RE: DMVPN, aggressive EIGRP hello/hold-time timers for fast from Joseph L. Brunner on 2009-09-18 (Ccielab archives 09/2009)

From: Joseph L. Brunner <joe_at_affirmedsystems.com>
Date: Fri, 18 Sep 2009 02:25:03 -0400

>GRE keepalives aren't supported with DMVPN.

Due to multipoint gre to be specific

Actually it doesn't even fall to the Eigrp timers for switchover. I believe with a NHRP cache coordinated properly by DMVPN phase 3, your failover has to do with
NHRP cache resolution and fall back mechanisms there in.

Why?

I recently did a failover dmvpn hub test (a few months ago) with 2009 code. I think we dropped 1 ping when we pulled the power cable on the primary hub to drop it. Spoke continuous pings missed a ping and recovered- so it obviously didn't wait for eigrp.

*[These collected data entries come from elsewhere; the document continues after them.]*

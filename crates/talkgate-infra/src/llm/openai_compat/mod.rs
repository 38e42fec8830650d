//! OpenAI-compatible completion gateway.
//!
//! A single [`OpenAiCompatibleProvider`] serves OpenAI, Gemini, Mistral, GLM,
//! or any self-hosted endpoint that speaks the chat completions protocol.
//! Uses [`async_openai`] for type-safe request/response handling.

pub mod config;

use async_openai::config::OpenAIConfig;
use async_openai::types::chat::{
    ChatCompletionRequestAssistantMessage, ChatCompletionRequestAssistantMessageContent,
    ChatCompletionRequestMessage, ChatCompletionRequestSystemMessage,
    ChatCompletionRequestSystemMessageContent, ChatCompletionRequestUserMessage,
    ChatCompletionRequestUserMessageContent, CreateChatCompletionRequest, FinishReason,
};
use async_openai::Client;
use secrecy::ExposeSecret;

use talkgate_core::llm::provider::LlmProvider;
use talkgate_types::llm::{
    CompletionRequest, CompletionResponse, LlmError, Message, MessageRole, StopReason, Usage,
};

use self::config::OpenAiCompatConfig;

/// Provider for any OpenAI-compatible chat completions API.
///
/// Does NOT derive Debug: the `async_openai::Client` holds the API key.
pub struct OpenAiCompatibleProvider {
    client: Client<OpenAIConfig>,
    provider_name: String,
    model: String,
}

impl OpenAiCompatibleProvider {
    pub fn new(config: OpenAiCompatConfig) -> Self {
        let openai_config = OpenAIConfig::new()
            .with_api_key(config.api_key.expose_secret())
            .with_api_base(&config.base_url);

        Self {
            client: Client::with_config(openai_config),
            provider_name: config.provider_name,
            model: config.model,
        }
    }

    /// Build a [`CreateChatCompletionRequest`] from a gateway request.
    fn build_request(&self, request: &CompletionRequest) -> Result<CreateChatCompletionRequest, LlmError> {
        if request.messages.is_empty() {
            return Err(LlmError::InvalidRequest("no messages to send".to_string()));
        }

        let messages = request.messages.iter().map(to_openai_message).collect();

        let model = if request.model.is_empty() {
            self.model.clone()
        } else {
            request.model.clone()
        };

        Ok(CreateChatCompletionRequest {
            model,
            messages,
            max_completion_tokens: Some(request.max_tokens),
            temperature: request.temperature.map(|t| t as f32),
            ..Default::default()
        })
    }
}

fn to_openai_message(msg: &Message) -> ChatCompletionRequestMessage {
    match msg.role {
        MessageRole::System => {
            ChatCompletionRequestMessage::System(ChatCompletionRequestSystemMessage {
                content: ChatCompletionRequestSystemMessageContent::Text(msg.content.clone()),
                name: None,
            })
        }
        MessageRole::User => ChatCompletionRequestMessage::User(ChatCompletionRequestUserMessage {
            content: ChatCompletionRequestUserMessageContent::Text(msg.content.clone()),
            name: None,
        }),
        MessageRole::Assistant => {
            #[allow(deprecated)]
            ChatCompletionRequestMessage::Assistant(ChatCompletionRequestAssistantMessage {
                content: Some(ChatCompletionRequestAssistantMessageContent::Text(
                    msg.content.clone(),
                )),
                refusal: None,
                name: None,
                audio: None,
                tool_calls: None,
                function_call: None,
            })
        }
    }
}

fn map_finish_reason(reason: &FinishReason) -> StopReason {
    match reason {
        FinishReason::Stop => StopReason::EndTurn,
        FinishReason::Length => StopReason::MaxTokens,
        FinishReason::ContentFilter => StopReason::ContentFilter,
        FinishReason::ToolCalls | FinishReason::FunctionCall => StopReason::EndTurn,
    }
}

impl LlmProvider for OpenAiCompatibleProvider {
    fn name(&self) -> &str {
        &self.provider_name
    }

    async fn complete(&self, request: &CompletionRequest) -> Result<CompletionResponse, LlmError> {
        let oai_request = self.build_request(request)?;

        let response = self
            .client
            .chat()
            .create(oai_request)
            .await
            .map_err(map_openai_error)?;

        let choice = response.choices.first().ok_or(LlmError::EmptyResponse)?;
        let content = choice.message.content.clone().unwrap_or_default();
        let stop_reason = choice
            .finish_reason
            .as_ref()
            .map(map_finish_reason)
            .unwrap_or(StopReason::EndTurn);

        let usage = response
            .usage
            .map(|u| Usage {
                input_tokens: u.prompt_tokens,
                output_tokens: u.completion_tokens,
            })
            .unwrap_or_default();

        tracing::debug!(
            provider = %self.provider_name,
            model = %response.model,
            input_tokens = usage.input_tokens,
            output_tokens = usage.output_tokens,
            "completion received"
        );

        Ok(CompletionResponse {
            id: response.id,
            content,
            model: response.model,
            stop_reason,
            usage,
        })
    }
}

/// Map an `async_openai::error::OpenAIError` to an [`LlmError`].
fn map_openai_error(err: async_openai::error::OpenAIError) -> LlmError {
    use async_openai::error::OpenAIError;

    match &err {
        OpenAIError::ApiError(api_err) => {
            let code = api_err.code.as_deref().unwrap_or("");
            let error_type = api_err.r#type.as_deref().unwrap_or("");

            if code == "invalid_api_key"
                || error_type == "authentication_error"
                || api_err.message.contains("Incorrect API key")
                || api_err.message.contains("Invalid API key")
            {
                LlmError::AuthenticationFailed
            } else if code == "rate_limit_exceeded" || error_type == "rate_limit_error" {
                LlmError::RateLimited {
                    retry_after_ms: None,
                }
            } else if code == "context_length_exceeded"
                || api_err.message.contains("maximum context length")
            {
                LlmError::ContextLengthExceeded(api_err.message.clone())
            } else {
                LlmError::Provider {
                    message: err.to_string(),
                }
            }
        }
        OpenAIError::Reqwest(reqwest_err) => match reqwest_err.status().map(|s| s.as_u16()) {
            Some(401) => LlmError::AuthenticationFailed,
            Some(429) => LlmError::RateLimited {
                retry_after_ms: None,
            },
            _ if reqwest_err.is_timeout() => LlmError::Provider {
                message: format!("transport timeout: {reqwest_err}"),
            },
            _ => LlmError::Provider {
                message: err.to_string(),
            },
        },
        OpenAIError::JSONDeserialize(_, content) => {
            LlmError::Deserialization(format!("failed to parse response: {content}"))
        }
        OpenAIError::InvalidArgument(msg) => LlmError::InvalidRequest(msg.clone()),
        _ => LlmError::Provider {
            message: err.to_string(),
        },
    }
}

Check out the IE Security blog on DMVPN- definitely can explain it more.

-Joe

-----Original Message-----
From: nobody_at_groupstudy.com [mailto:nobody_at_groupstudy.com] On Behalf Of Dale Shaw
Sent: Thursday, September 17, 2009 10:46 PM
To: Cisco certification
Subject: OT: DMVPN, aggressive EIGRP hello/hold-time timers for fast convergence

Hi all,

Does anyone have any production experience with aggressively tuned
EIGRP timers in a DMVPN environment?

We have a requirement to detect loss of end-to-end connectivity over
DMVPN (multipoint GRE protected by IPSec) tunnels and re-route traffic
very quickly. This is due to a centralised VoIP implementation. We
need to detect loss of connectivity and converge inside 12 seconds.

Example using 3 second hellos and 9 second hold-time:

interface Tunnel0
ip hello-interval eigrp 100 3
ip hold-time eigrp 100 9

The DMVPN design guide doesn't delve into this very much, and uses a
35 second hold-time timer in all examples. GRE keepalives aren't
supported with DMVPN.

We have a dual cloud, single hub (per cloud) DMVPN design, and each
hub maintains ~35 EIGRP adjacencies. We have a mix of WAN access types
and speeds, from 4Mbps EoSHDSL to 200Mbps EoSDH. We provide end-to-end
QoS for control plane protocols so forwarding of EIGRP packets from CE
to CE should be handled appropriately through the provider MPLS core.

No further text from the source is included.